- **Task description**: Your answer should be one number: how many lines of the data include the string "first"?

[Stored entries]
= Beginning of Section =
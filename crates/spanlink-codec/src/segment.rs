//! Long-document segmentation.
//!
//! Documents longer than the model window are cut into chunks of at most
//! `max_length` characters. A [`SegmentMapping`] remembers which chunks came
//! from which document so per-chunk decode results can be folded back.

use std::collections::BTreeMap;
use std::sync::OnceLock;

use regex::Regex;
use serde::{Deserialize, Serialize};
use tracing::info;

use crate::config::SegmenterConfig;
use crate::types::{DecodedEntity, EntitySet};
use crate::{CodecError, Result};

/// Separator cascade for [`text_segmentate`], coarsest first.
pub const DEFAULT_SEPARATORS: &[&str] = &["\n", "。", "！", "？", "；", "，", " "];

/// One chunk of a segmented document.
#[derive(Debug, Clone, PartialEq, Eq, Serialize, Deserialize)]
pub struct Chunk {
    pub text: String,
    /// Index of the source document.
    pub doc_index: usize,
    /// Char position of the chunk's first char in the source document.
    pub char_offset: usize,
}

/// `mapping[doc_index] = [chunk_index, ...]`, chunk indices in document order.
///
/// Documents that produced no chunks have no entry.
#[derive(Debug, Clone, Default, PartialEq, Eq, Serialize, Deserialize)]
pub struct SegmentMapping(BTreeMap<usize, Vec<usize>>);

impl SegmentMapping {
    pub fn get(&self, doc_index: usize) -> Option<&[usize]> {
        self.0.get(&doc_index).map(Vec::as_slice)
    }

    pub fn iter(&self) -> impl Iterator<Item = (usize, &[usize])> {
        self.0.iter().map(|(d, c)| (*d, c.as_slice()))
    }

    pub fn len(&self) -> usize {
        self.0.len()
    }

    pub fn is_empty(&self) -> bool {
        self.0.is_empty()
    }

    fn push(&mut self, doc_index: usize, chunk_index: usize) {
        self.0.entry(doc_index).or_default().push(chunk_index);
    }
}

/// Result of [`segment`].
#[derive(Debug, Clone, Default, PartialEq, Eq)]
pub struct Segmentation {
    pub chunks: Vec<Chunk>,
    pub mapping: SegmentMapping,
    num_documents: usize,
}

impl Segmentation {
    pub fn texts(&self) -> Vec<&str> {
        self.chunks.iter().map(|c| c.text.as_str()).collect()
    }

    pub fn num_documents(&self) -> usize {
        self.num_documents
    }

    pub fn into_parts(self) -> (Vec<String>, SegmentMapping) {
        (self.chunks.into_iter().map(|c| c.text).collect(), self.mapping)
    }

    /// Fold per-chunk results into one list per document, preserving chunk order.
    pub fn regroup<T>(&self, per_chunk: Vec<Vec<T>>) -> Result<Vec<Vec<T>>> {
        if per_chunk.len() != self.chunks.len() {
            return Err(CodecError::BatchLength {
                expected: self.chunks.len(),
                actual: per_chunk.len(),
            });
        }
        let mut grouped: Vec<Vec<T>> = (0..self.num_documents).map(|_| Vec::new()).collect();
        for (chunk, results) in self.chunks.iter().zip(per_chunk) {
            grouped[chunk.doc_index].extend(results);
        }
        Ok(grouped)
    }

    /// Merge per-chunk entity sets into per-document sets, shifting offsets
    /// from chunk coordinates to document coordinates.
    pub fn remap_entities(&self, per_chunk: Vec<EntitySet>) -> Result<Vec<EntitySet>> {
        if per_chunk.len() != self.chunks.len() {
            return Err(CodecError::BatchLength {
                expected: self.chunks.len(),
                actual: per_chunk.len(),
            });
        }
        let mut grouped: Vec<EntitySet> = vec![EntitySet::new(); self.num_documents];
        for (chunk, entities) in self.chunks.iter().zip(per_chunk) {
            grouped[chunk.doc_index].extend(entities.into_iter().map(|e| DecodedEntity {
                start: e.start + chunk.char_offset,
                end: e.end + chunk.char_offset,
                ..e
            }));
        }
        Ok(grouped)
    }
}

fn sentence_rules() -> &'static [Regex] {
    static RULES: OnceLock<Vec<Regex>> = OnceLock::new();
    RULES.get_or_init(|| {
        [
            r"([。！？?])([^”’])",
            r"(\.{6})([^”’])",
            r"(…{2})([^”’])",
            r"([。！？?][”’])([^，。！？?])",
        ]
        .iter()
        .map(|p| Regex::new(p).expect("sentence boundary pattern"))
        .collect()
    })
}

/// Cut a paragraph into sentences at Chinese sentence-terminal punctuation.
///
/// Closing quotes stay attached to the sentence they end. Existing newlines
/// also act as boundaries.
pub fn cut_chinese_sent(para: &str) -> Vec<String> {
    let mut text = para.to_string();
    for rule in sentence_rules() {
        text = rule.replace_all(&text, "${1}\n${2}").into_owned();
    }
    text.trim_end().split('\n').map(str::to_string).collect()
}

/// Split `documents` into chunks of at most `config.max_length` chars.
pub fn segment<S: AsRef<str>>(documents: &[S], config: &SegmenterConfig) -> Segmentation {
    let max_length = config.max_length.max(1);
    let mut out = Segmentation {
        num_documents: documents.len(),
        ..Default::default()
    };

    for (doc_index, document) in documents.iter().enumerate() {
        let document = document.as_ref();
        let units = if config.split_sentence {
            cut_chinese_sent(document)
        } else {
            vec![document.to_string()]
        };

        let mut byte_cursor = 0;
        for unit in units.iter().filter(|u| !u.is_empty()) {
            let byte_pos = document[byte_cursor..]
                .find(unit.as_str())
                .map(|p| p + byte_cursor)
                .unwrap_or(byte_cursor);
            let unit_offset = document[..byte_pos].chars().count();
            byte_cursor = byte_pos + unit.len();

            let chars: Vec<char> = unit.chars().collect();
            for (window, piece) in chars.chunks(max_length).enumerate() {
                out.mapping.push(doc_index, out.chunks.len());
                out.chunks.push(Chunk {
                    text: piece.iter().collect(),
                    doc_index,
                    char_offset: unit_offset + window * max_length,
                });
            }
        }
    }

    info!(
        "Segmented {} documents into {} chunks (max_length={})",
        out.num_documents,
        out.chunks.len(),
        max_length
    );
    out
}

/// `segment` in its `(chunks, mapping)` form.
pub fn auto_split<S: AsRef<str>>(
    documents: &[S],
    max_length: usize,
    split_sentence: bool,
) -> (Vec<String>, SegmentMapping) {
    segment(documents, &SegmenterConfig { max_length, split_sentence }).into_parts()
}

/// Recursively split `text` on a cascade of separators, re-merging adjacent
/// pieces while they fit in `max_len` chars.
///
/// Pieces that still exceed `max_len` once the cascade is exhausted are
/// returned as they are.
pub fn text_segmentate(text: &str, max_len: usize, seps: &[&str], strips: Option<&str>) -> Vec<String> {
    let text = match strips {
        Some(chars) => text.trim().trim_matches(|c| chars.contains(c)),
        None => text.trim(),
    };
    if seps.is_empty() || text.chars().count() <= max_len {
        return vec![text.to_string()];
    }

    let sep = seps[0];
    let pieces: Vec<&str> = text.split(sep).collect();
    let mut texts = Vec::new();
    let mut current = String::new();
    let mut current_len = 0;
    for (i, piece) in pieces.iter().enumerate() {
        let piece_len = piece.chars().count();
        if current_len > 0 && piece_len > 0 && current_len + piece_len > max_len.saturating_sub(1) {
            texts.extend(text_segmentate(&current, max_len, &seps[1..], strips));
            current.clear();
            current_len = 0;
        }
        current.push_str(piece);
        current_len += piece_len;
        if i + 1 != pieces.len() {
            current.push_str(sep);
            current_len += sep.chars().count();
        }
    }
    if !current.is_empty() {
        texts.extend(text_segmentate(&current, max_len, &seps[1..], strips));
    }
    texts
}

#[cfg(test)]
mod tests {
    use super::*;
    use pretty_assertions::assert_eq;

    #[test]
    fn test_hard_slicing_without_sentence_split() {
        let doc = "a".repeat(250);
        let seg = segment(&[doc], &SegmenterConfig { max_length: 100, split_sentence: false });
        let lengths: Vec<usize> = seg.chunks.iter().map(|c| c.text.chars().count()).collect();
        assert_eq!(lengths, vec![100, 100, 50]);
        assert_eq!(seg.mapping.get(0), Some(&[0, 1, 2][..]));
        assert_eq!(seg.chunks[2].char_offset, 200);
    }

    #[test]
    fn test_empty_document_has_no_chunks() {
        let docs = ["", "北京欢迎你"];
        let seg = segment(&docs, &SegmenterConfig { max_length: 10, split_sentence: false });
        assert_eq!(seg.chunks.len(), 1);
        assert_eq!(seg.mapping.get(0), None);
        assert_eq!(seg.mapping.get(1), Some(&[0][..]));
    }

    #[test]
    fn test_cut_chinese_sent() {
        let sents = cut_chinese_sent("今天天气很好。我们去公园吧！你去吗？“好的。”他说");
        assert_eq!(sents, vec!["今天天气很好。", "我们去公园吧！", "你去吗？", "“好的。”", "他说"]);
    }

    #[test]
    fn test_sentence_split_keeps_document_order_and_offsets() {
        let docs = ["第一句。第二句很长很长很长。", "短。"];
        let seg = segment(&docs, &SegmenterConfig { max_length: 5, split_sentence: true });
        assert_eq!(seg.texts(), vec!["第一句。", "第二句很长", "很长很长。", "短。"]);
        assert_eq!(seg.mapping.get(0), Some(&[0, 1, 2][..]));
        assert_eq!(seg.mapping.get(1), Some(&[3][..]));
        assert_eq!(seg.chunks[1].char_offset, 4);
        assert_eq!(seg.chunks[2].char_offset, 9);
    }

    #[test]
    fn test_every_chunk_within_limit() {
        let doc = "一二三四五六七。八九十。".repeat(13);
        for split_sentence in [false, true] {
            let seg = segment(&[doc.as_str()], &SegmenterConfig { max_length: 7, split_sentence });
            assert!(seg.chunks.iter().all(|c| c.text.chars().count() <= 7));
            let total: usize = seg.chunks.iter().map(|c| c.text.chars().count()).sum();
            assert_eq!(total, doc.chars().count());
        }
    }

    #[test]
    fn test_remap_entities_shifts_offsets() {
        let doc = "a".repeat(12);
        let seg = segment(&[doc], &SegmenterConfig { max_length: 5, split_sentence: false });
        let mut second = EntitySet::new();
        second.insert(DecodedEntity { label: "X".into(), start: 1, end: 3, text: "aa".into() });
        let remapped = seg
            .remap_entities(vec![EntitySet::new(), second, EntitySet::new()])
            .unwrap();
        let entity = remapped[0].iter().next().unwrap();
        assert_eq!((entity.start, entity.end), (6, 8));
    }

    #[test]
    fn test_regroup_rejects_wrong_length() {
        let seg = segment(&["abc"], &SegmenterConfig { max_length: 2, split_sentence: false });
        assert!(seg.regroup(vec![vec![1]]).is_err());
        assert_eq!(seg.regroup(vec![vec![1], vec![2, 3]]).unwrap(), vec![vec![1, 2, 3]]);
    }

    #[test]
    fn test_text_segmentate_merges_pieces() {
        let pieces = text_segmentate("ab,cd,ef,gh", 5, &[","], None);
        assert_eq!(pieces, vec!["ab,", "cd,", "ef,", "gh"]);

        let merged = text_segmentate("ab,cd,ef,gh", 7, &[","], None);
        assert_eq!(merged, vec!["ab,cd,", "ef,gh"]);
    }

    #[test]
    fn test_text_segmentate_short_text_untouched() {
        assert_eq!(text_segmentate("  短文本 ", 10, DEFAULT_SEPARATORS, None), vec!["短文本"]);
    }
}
= End of Section =
- **Task output**: 2